About this task: Each entry should be written out again exactly, so that nothing is lost.
[Opening Exercise input section]
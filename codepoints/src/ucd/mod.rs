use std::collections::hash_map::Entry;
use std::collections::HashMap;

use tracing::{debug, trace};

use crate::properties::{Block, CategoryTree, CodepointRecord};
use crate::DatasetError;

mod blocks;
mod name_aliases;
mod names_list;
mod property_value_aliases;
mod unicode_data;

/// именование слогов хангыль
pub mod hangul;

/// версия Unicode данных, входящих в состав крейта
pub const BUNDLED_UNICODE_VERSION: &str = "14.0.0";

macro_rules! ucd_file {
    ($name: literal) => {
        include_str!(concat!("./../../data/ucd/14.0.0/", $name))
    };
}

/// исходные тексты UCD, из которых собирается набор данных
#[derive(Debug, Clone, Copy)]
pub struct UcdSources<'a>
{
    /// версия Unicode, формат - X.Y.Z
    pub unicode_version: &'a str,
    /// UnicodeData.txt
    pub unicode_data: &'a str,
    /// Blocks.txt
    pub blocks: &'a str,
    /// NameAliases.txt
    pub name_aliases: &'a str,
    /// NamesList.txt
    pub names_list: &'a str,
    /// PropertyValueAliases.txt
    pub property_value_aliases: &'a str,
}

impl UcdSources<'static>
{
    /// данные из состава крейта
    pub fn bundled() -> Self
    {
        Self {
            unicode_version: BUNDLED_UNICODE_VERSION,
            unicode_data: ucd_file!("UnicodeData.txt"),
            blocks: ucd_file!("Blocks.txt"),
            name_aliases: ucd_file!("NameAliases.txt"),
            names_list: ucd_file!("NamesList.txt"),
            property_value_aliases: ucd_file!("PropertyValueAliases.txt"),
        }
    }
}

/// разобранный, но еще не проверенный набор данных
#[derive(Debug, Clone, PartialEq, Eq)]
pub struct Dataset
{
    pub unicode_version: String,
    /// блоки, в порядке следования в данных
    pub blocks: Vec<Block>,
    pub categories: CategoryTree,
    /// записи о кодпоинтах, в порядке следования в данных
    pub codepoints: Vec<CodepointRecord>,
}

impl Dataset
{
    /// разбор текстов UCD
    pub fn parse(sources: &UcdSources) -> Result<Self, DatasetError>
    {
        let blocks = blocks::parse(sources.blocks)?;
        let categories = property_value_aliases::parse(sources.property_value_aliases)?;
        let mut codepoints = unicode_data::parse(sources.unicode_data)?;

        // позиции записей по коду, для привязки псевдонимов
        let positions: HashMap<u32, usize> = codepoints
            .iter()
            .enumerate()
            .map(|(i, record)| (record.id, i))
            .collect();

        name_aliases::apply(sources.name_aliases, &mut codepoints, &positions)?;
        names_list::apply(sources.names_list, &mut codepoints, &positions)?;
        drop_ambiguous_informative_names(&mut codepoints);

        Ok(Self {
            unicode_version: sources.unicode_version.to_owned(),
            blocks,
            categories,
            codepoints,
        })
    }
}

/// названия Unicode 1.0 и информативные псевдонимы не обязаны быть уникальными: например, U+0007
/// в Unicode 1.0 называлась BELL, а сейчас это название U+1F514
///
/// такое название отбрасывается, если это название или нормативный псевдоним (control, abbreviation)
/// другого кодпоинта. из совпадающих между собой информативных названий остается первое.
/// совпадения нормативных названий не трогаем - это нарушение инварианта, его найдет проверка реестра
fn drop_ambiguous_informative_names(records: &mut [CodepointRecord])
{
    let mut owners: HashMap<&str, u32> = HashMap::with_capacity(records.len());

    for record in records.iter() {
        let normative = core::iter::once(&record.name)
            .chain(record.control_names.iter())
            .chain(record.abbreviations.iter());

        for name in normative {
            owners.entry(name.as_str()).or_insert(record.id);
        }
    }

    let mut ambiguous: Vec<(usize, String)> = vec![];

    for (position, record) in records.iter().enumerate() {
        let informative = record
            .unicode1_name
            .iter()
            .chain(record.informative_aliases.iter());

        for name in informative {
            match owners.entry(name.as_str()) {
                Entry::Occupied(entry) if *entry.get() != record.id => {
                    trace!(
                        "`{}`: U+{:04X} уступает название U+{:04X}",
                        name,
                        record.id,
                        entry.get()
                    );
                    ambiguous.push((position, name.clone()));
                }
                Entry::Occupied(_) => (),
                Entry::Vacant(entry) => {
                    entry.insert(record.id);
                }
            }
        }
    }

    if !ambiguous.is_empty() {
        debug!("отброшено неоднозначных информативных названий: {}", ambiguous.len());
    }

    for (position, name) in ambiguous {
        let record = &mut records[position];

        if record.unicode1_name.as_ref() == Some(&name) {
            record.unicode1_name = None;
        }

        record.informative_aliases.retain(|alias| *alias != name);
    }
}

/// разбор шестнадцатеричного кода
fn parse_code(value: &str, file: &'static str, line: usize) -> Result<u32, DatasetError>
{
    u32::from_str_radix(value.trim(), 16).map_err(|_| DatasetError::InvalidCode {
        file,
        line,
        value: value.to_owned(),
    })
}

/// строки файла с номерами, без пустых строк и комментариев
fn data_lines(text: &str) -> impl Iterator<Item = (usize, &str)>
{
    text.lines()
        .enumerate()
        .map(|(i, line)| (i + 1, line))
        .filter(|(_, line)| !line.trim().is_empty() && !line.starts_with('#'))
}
[Closing Exercise input section]
Answer for the task:
filename codepoints/src/ucd/mod.rs
use std::collections::hash_map::Entry;
use std::collections::HashMap;

use tracing::{debug, trace};

use crate::properties::{Block, CategoryTree, CodepointRecord};
use crate::DatasetError;

mod blocks;
mod name_aliases;
mod names_list;
mod property_value_aliases;
mod unicode_data;

/// именование слогов хангыль
pub mod hangul;

/// версия Unicode данных, входящих в состав крейта
pub const BUNDLED_UNICODE_VERSION: &str = "14.0.0";

macro_rules! ucd_file {
    ($name: literal) => {
        include_str!(concat!("./../../data/ucd/14.0.0/", $name))
    };
}

/// исходные тексты UCD, из которых собирается набор данных
#[derive(Debug, Clone, Copy)]
pub struct UcdSources<'a>
{
    /// версия Unicode, формат - X.Y.Z
    pub unicode_version: &'a str,
    /// UnicodeData.txt
    pub unicode_data: &'a str,
    /// Blocks.txt
    pub blocks: &'a str,
    /// NameAliases.txt
    pub name_aliases: &'a str,
    /// NamesList.txt
    pub names_list: &'a str,
    /// PropertyValueAliases.txt
    pub property_value_aliases: &'a str,
}

impl UcdSources<'static>
{
    /// данные из состава крейта
    pub fn bundled() -> Self
    {
        Self {
            unicode_version: BUNDLED_UNICODE_VERSION,
            unicode_data: ucd_file!("UnicodeData.txt"),
            blocks: ucd_file!("Blocks.txt"),
            name_aliases: ucd_file!("NameAliases.txt"),
            names_list: ucd_file!("NamesList.txt"),
            property_value_aliases: ucd_file!("PropertyValueAliases.txt"),
        }
    }
}

/// разобранный, но еще не проверенный набор данных
#[derive(Debug, Clone, PartialEq, Eq)]
pub struct Dataset
{
    pub unicode_version: String,
    /// блоки, в порядке следования в данных
    pub blocks: Vec<Block>,
    pub categories: CategoryTree,
    /// записи о кодпоинтах, в порядке следования в данных
    pub codepoints: Vec<CodepointRecord>,
}

impl Dataset
{
    /// разбор текстов UCD
    pub fn parse(sources: &UcdSources) -> Result<Self, DatasetError>
    {
        let blocks = blocks::parse(sources.blocks)?;
        let categories = property_value_aliases::parse(sources.property_value_aliases)?;
        let mut codepoints = unicode_data::parse(sources.unicode_data)?;

        // позиции записей по коду, для привязки псевдонимов
        let positions: HashMap<u32, usize> = codepoints
            .iter()
            .enumerate()
            .map(|(i, record)| (record.id, i))
            .collect();

        name_aliases::apply(sources.name_aliases, &mut codepoints, &positions)?;
        names_list::apply(sources.names_list, &mut codepoints, &positions)?;
        drop_ambiguous_informative_names(&mut codepoints);

        Ok(Self {
            unicode_version: sources.unicode_version.to_owned(),
            blocks,
            categories,
            codepoints,
        })
    }
}

/// названия Unicode 1.0 и информативные псевдонимы не обязаны быть уникальными: например, U+0007
/// в Unicode 1.0 называлась BELL, а сейчас это название U+1F514
///
/// такое название отбрасывается, если это название или нормативный псевдоним (control, abbreviation)
/// другого кодпоинта. из совпадающих между собой информативных названий остается первое.
/// совпадения нормативных названий не трогаем - это нарушение инварианта, его найдет проверка реестра
fn drop_ambiguous_informative_names(records: &mut [CodepointRecord])
{
    let mut owners: HashMap<&str, u32> = HashMap::with_capacity(records.len());

    for record in records.iter() {
        let normative = core::iter::once(&record.name)
            .chain(record.control_names.iter())
            .chain(record.abbreviations.iter());

        for name in normative {
            owners.entry(name.as_str()).or_insert(record.id);
        }
    }

    let mut ambiguous: Vec<(usize, String)> = vec![];

    for (position, record) in records.iter().enumerate() {
        let informative = record
            .unicode1_name
            .iter()
            .chain(record.informative_aliases.iter());

        for name in informative {
            match owners.entry(name.as_str()) {
                Entry::Occupied(entry) if *entry.get() != record.id => {
                    trace!(
                        "`{}`: U+{:04X} уступает название U+{:04X}",
                        name,
                        record.id,
                        entry.get()
                    );
                    ambiguous.push((position, name.clone()));
                }
                Entry::Occupied(_) => (),
                Entry::Vacant(entry) => {
                    entry.insert(record.id);
                }
            }
        }
    }

    if !ambiguous.is_empty() {
        debug!("отброшено неоднозначных информативных названий: {}", ambiguous.len());
    }

    for (position, name) in ambiguous {
        let record = &mut records[position];

        if record.unicode1_name.as_ref() == Some(&name) {
            record.unicode1_name = None;
        }

        record.informative_aliases.retain(|alias| *alias != name);
    }
}

/// разбор шестнадцатеричного кода
fn parse_code(value: &str, file: &'static str, line: usize) -> Result<u32, DatasetError>
{
    u32::from_str_radix(value.trim(), 16).map_err(|_| DatasetError::InvalidCode {
        file,
        line,
        value: value.to_owned(),
    })
}

/// строки файла с номерами, без пустых строк и комментариев
fn data_lines(text: &str) -> impl Iterator<Item = (usize, &str)>
{
    text.lines()
        .enumerate()
        .map(|(i, line)| (i + 1, line))
        .filter(|(_, line)| !line.trim().is_empty() && !line.starts_with('#'))
}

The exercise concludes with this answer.